**Stored items**
════
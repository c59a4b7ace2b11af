// Copyright (c) 2026 Aperture Labs
// SPDX-License-Identifier: AGPL-3.0
//! Task submission and inspection commands.

use crate::client::GatewayClient;
use anyhow::{Context, Result};
use clap::Subcommand;
use colored::Colorize;
use serde_json::json;
use std::path::PathBuf;

#[derive(Subcommand)]
pub enum TaskCommand {
    /// Submit a code snippet for sandboxed execution
    Submit {
        /// Path to the code file to execute (use "-" for @file.json-style inline code via --code)
        #[arg(value_name = "FILE", required_unless_present = "code")]
        file: Option<PathBuf>,

        /// Inline code, overrides FILE when present
        #[arg(long)]
        code: Option<String>,

        /// Sandbox runtime identifier
        #[arg(long, default_value = "python3.11")]
        runtime: String,

        /// Workspace the task runs in
        #[arg(long)]
        workspace: String,

        /// Acting identity
        #[arg(long)]
        actor: String,

        /// Calling client identifier
        #[arg(long)]
        client: Option<String>,

        /// Timeout in milliseconds
        #[arg(long)]
        timeout_ms: Option<u64>,

        /// Follow the task's event stream until it finishes
        #[arg(short, long)]
        follow: bool,
    },

    /// Fetch a task by id
    Get {
        #[arg(value_name = "TASK_ID")]
        id: String,
        #[arg(long)]
        workspace: String,
    },

    /// List tasks in a workspace
    List {
        #[arg(long)]
        workspace: String,
    },

    /// Stream a task's event log
    Events {
        #[arg(value_name = "TASK_ID")]
        id: String,
        #[arg(long)]
        workspace: String,
        /// Keep the connection open for events published after this call starts
        #[arg(short, long)]
        follow: bool,
    },
}

pub async fn handle_command(command: TaskCommand, client: GatewayClient) -> Result<()> {
    match command {
        TaskCommand::Submit {
            file,
            code,
            runtime,
            workspace,
            actor,
            client: calling_client,
            timeout_ms,
            follow,
        } => submit(file, code, runtime, workspace, actor, calling_client, timeout_ms, follow, client).await,
        TaskCommand::Get { id, workspace } => get(id, workspace, client).await,
        TaskCommand::List { workspace } => list(workspace, client).await,
        TaskCommand::Events { id, workspace, follow } => events(id, workspace, follow, client).await,
    }
}

#[allow(clippy::too_many_arguments)]
async fn submit(
    file: Option<PathBuf>,
    inline_code: Option<String>,
    runtime: String,
    workspace: String,
    actor: String,
    calling_client: Option<String>,
    timeout_ms: Option<u64>,
    follow: bool,
    client: GatewayClient,
) -> Result<()> {
    let code = match inline_code {
        Some(code) => code,
        None => {
            let path = file.context("either FILE or --code must be provided")?;
            std::fs::read_to_string(&path).with_context(|| format!("failed to read {}", path.display()))?
        }
    };

    let payload = json!({
        "code": code,
        "runtime_id": runtime,
        "timeout_ms": timeout_ms,
        "workspace": workspace,
        "actor": actor,
        "client": calling_client,
    });

    let task = client.create_task(payload).await?;
    let id = task["id"].as_str().unwrap_or_default().to_string();
    println!("{}", format!("✓ task submitted: {id}").green());

    if follow {
        events(id, workspace, true, client).await?;
    }
    Ok(())
}

async fn get(id: String, workspace: String, client: GatewayClient) -> Result<()> {
    let task = client.get_task(&id, &workspace).await?;
    println!("{}", serde_json::to_string_pretty(&task)?);
    Ok(())
}

async fn list(workspace: String, client: GatewayClient) -> Result<()> {
    let response = client.list_tasks(&workspace).await?;
    let tasks = response["tasks"].as_array().cloned().unwrap_or_default();
    if tasks.is_empty() {
        println!("{}", "no tasks found".yellow());
        return Ok(());
    }
    for task in tasks {
        println!(
            "  {} [{}] runtime={}",
            task["id"].as_str().unwrap_or("?"),
            format_status(task["status"].as_str().unwrap_or("?")),
            task["runtime_id"].as_str().unwrap_or("?"),
        );
    }
    Ok(())
}

async fn events(id: String, workspace: String, follow: bool, client: GatewayClient) -> Result<()> {
    client
        .stream_task_events(&id, &workspace, follow, |event| {
            let event_type = event["event_type"].as_str().unwrap_or("?");
            println!("  [{event_type}] {}", event["payload"]);
        })
        .await
}

fn format_status(status: &str) -> colored::ColoredString {
    match status {
        "running" => status.yellow(),
        "completed" => status.green(),
        "failed" | "denied" => status.red(),
        _ => status.normal(),
    }
}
════
**To do**
Restate verbatim the first line above and all lines after it through the line containing "use serde_json::json;"; omit the rest.

**Solution to this exercise**
repository c59a4b7ace2b11af
// Copyright (c) 2026 Aperture Labs
// SPDX-License-Identifier: AGPL-3.0
//! Task submission and inspection commands.

use crate::client::GatewayClient;
use anyhow::{Context, Result};
use clap::Subcommand;
use colored::Colorize;
use serde_json::json;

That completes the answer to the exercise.